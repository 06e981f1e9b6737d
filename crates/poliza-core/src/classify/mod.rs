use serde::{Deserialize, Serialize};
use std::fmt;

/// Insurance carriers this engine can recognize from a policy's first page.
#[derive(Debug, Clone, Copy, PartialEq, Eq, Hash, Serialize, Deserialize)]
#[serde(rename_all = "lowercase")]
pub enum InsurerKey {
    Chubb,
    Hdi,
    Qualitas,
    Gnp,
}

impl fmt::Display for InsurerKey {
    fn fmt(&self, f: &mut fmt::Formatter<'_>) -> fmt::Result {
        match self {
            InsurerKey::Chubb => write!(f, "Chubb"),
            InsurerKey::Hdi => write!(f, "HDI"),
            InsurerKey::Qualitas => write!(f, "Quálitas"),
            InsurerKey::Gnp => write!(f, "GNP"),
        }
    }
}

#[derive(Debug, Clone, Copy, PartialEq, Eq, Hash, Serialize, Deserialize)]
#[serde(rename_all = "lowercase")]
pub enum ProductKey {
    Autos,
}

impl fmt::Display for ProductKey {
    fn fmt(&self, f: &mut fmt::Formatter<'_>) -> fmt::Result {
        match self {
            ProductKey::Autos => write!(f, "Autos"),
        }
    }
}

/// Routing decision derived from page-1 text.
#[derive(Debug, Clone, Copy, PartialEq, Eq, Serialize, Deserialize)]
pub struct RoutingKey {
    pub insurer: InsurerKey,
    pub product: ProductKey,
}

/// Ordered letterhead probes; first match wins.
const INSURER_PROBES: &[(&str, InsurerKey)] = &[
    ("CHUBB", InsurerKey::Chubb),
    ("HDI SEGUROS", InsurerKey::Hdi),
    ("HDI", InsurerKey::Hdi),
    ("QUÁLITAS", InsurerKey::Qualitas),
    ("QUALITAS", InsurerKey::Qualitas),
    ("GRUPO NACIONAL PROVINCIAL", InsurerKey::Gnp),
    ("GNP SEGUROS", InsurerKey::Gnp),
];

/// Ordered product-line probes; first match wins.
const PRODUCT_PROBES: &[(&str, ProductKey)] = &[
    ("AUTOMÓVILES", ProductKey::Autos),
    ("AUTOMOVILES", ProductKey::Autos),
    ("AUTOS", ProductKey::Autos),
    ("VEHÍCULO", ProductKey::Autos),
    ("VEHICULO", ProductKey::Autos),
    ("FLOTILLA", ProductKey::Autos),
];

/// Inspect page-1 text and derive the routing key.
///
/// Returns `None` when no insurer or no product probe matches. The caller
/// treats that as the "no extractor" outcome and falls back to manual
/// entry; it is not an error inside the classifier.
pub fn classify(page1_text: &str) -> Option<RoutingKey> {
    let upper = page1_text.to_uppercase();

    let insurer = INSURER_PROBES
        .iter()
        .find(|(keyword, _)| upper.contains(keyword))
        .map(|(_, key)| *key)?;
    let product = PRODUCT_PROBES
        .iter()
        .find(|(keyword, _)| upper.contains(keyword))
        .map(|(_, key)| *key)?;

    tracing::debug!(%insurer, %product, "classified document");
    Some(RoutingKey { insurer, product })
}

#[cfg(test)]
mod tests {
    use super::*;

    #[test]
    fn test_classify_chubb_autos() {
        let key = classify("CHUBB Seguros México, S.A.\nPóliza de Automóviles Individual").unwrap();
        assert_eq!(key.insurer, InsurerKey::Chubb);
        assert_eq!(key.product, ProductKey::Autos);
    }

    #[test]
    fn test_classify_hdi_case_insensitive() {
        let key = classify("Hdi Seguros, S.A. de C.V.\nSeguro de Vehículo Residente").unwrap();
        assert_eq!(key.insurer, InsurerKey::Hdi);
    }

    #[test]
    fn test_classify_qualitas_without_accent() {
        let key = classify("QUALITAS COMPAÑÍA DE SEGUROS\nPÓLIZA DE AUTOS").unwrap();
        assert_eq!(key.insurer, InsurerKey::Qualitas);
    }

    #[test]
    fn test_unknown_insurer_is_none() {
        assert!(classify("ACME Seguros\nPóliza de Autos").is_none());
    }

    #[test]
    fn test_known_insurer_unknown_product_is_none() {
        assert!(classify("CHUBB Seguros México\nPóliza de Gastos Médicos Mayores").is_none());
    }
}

- _Task details_:
Your answer should be the data above, retyped exactly.

- _Solution to this exercise_:
repository 06e981f1e9b6737d
filename crates/poliza-core/src/classify/mod.rs
use serde::{Deserialize, Serialize};
use std::fmt;

/// Insurance carriers this engine can recognize from a policy's first page.
#[derive(Debug, Clone, Copy, PartialEq, Eq, Hash, Serialize, Deserialize)]
#[serde(rename_all = "lowercase")]
pub enum InsurerKey {
    Chubb,
    Hdi,
    Qualitas,
    Gnp,
}

impl fmt::Display for InsurerKey {
    fn fmt(&self, f: &mut fmt::Formatter<'_>) -> fmt::Result {
        match self {
            InsurerKey::Chubb => write!(f, "Chubb"),
            InsurerKey::Hdi => write!(f, "HDI"),
            InsurerKey::Qualitas => write!(f, "Quálitas"),
            InsurerKey::Gnp => write!(f, "GNP"),
        }
    }
}

#[derive(Debug, Clone, Copy, PartialEq, Eq, Hash, Serialize, Deserialize)]
#[serde(rename_all = "lowercase")]
pub enum ProductKey {
    Autos,
}

impl fmt::Display for ProductKey {
    fn fmt(&self, f: &mut fmt::Formatter<'_>) -> fmt::Result {
        match self {
            ProductKey::Autos => write!(f, "Autos"),
        }
    }
}

/// Routing decision derived from page-1 text.
#[derive(Debug, Clone, Copy, PartialEq, Eq, Serialize, Deserialize)]
pub struct RoutingKey {
    pub insurer: InsurerKey,
    pub product: ProductKey,
}

/// Ordered letterhead probes; first match wins.
const INSURER_PROBES: &[(&str, InsurerKey)] = &[
    ("CHUBB", InsurerKey::Chubb),
    ("HDI SEGUROS", InsurerKey::Hdi),
    ("HDI", InsurerKey::Hdi),
    ("QUÁLITAS", InsurerKey::Qualitas),
    ("QUALITAS", InsurerKey::Qualitas),
    ("GRUPO NACIONAL PROVINCIAL", InsurerKey::Gnp),
    ("GNP SEGUROS", InsurerKey::Gnp),
];

/// Ordered product-line probes; first match wins.
const PRODUCT_PROBES: &[(&str, ProductKey)] = &[
    ("AUTOMÓVILES", ProductKey::Autos),
    ("AUTOMOVILES", ProductKey::Autos),
    ("AUTOS", ProductKey::Autos),
    ("VEHÍCULO", ProductKey::Autos),
    ("VEHICULO", ProductKey::Autos),
    ("FLOTILLA", ProductKey::Autos),
];

/// Inspect page-1 text and derive the routing key.
///
/// Returns `None` when no insurer or no product probe matches. The caller
/// treats that as the "no extractor" outcome and falls back to manual
/// entry; it is not an error inside the classifier.
pub fn classify(page1_text: &str) -> Option<RoutingKey> {
    let upper = page1_text.to_uppercase();

    let insurer = INSURER_PROBES
        .iter()
        .find(|(keyword, _)| upper.contains(keyword))
        .map(|(_, key)| *key)?;
    let product = PRODUCT_PROBES
        .iter()
        .find(|(keyword, _)| upper.contains(keyword))
        .map(|(_, key)| *key)?;

    tracing::debug!(%insurer, %product, "classified document");
    Some(RoutingKey { insurer, product })
}

#[cfg(test)]
mod tests {
    use super::*;

    #[test]
    fn test_classify_chubb_autos() {
        let key = classify("CHUBB Seguros México, S.A.\nPóliza de Automóviles Individual").unwrap();
        assert_eq!(key.insurer, InsurerKey::Chubb);
        assert_eq!(key.product, ProductKey::Autos);
    }

    #[test]
    fn test_classify_hdi_case_insensitive() {
        let key = classify("Hdi Seguros, S.A. de C.V.\nSeguro de Vehículo Residente").unwrap();
        assert_eq!(key.insurer, InsurerKey::Hdi);
    }

    #[test]
    fn test_classify_qualitas_without_accent() {
        let key = classify("QUALITAS COMPAÑÍA DE SEGUROS\nPÓLIZA DE AUTOS").unwrap();
        assert_eq!(key.insurer, InsurerKey::Qualitas);
    }

    #[test]
    fn test_unknown_insurer_is_none() {
        assert!(classify("ACME Seguros\nPóliza de Autos").is_none());
    }

    #[test]
    fn test_known_insurer_unknown_product_is_none() {
        assert!(classify("CHUBB Seguros México\nPóliza de Gastos Médicos Mayores").is_none());
    }
}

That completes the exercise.